想當初是以一種很不情願的心態進入了師範學院就讀的。直到大三那年選擇了特殊教育組,遇到了吳英長老師,才讓我對教育工作重新有了不同的看法。上課時老師會帶著我們玩創造力遊戲、談心事、討論少年小說、大老遠到小學看國語科教學演示......等。把學生的每件事都認真看待的吳老師,也是影響我最深的人。而吳老師常常提起也身體力行的「天快一沙鷗」書中主角「岳納珊」代表的那份崇高的理想與心志,從此也成為我心中的教育圖騰。
進入職場教書後,也許是因為自己求學之路的順遂,我對教書工作的要求總像<安琪接的灰燼>作者FrankMcCourt說的「沒有一種行業像教師一樣,按著鈴聲打仗,每四十五分鐘衝鋒陷陣一次」,用一種帶兵打使的精神在準備。我總是要求學生"一定"要表現到什麼程度、獲得怎樣的結果;也相信只要你我盡力,學生們一定可以達到我想要的”那種”水準。
但班上一個愛看書的學習低成就孩子的話讓我重新思考,當我責罵他上課不專心偷看課外書時,他疑惑而委屈地問我:「老師,為什麼上課一定要看課本?我喜歡看書啊!為什麼不行?」是啊!課本不也是書嗎?書不是用來幫助我們學習、協助我們應對人生問題的嗎?為什麼只能看課本?為什麼所有的時間都必須用來回答課本裡鉅細靡遺大大小小的問題,所以孩子們把「讀書」=「課本」=「苦差事」,學習不再是自然而然的事,孩子們必須生吞課本上偏離生活的死知識才能被認同,學習成為一件必須刻意為之、與日常生活脫節的苦差事。
諾貝爾文學獎的日本作家大江健三郎回答「孩子為什麼要上學?」這樣一個哲學課題時,他說:「是為了學習讓自己和社會有連結的語言」。
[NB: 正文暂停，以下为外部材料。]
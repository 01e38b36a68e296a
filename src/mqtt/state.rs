//! Last known on/off state of every relay seen on the broker side.

use parking_lot::Mutex;
use std::collections::BTreeMap;

#[derive(Debug, Clone, PartialEq, Eq)]
pub struct SwitchState {
    pub switch_id: String,
    pub on: bool,
}

/// Outcome of [`SwitchStateCache::update`].
#[derive(Debug, Clone, Copy, PartialEq, Eq)]
pub enum Update {
    /// First time this switch was seen.
    New,
    Changed,
    Unchanged,
}

/// Thread-safe switch state map.
///
/// Written only through [`Self::update`]; the refresh loop reads it through
/// [`Self::snapshot`].
#[derive(Debug, Default)]
pub struct SwitchStateCache {
    switches: Mutex<BTreeMap<String, bool>>,
}

impl SwitchStateCache {
    pub fn new() -> Self {
        Self::default()
    }

    pub fn update(&self, switch_id: &str, on: bool) -> Update {
        let mut switches = self.switches.lock();
        match switches.insert(switch_id.to_string(), on) {
            None => Update::New,
            Some(previous) if previous == on => Update::Unchanged,
            Some(_) => Update::Changed,
        }
    }

    pub fn get(&self, switch_id: &str) -> Option<bool> {
        self.switches.lock().get(switch_id).copied()
    }

    pub fn snapshot(&self) -> Vec<SwitchState> {
        self.switches
            .lock()
            .iter()
            .map(|(switch_id, on)| SwitchState {
                switch_id: switch_id.clone(),
                on: *on,
            })
            .collect()
    }

    pub fn len(&self) -> usize {
        self.switches.lock().len()
    }

    pub fn is_empty(&self) -> bool {
        self.switches.lock().is_empty()
    }
}

#[cfg(test)]
mod tests {
    use super::*;

    #[test]
    fn test_update_reports_new_changed_unchanged() {
        let cache = SwitchStateCache::new();
        assert!(cache.is_empty());

        assert_eq!(cache.update("1", true), Update::New);
        assert_eq!(cache.update("1", true), Update::Unchanged);
        assert_eq!(cache.update("1", false), Update::Changed);
        assert_eq!(cache.get("1"), Some(false));
        assert_eq!(cache.get("2"), None);
    }

    #[test]
    fn test_snapshot() {
        let cache = SwitchStateCache::new();
        cache.update("2", false);
        cache.update("1", true);
        assert_eq!(cache.len(), 2);
        assert_eq!(
            cache.snapshot(),
            vec![
                SwitchState {
                    switch_id: "1".to_string(),
                    on: true
                },
                SwitchState {
                    switch_id: "2".to_string(),
                    on: false
                },
            ]
        );
    }

    #[test]
    fn test_concurrent_updates() {
        let cache = std::sync::Arc::new(SwitchStateCache::new());
        let handles: Vec<_> = (0..8)
            .map(|i| {
                let cache = cache.clone();
                std::thread::spawn(move || {
                    for n in 0..100 {
                        cache.update(&format!("{}", i * 100 + n), n % 2 == 0);
                    }
                })
            })
            .collect();
        for handle in handles {
            handle.join().unwrap();
        }
        assert_eq!(cache.len(), 800);
    }
}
怎麼去解讀這句話呢?我的女兒第一天上學回家後告訴我:「我明天還要去跟同學玩」。我的解讀是:透過這項連結,找到自己生命和世界的連接點,當你不再感到孤單時,你的生命意義就獲得了證實。而我們老師的承擔的,便是提供各種管道讓孩子去尋找屬於他自己的連接點。
經過了這麼多年教學相長的經驗與體悟,我終於可以回應孩子們的疑惑:到學校來最重要的目的是為了與其他生命一起體現自我的生命意義。而我願意亟力推展閱讀的緣由便植基於此,有些孩子(或者大多數的孩子)需要我們應許他一個夢奇地球(wonderland),讓他安然在內編織故事、連結世界、找到伙伴、體現自我、實踐夢想。而這時我們的教室才能真正成為黑人女性教育學者bellhock所指稱的「是一個造就任何可能性的地方」。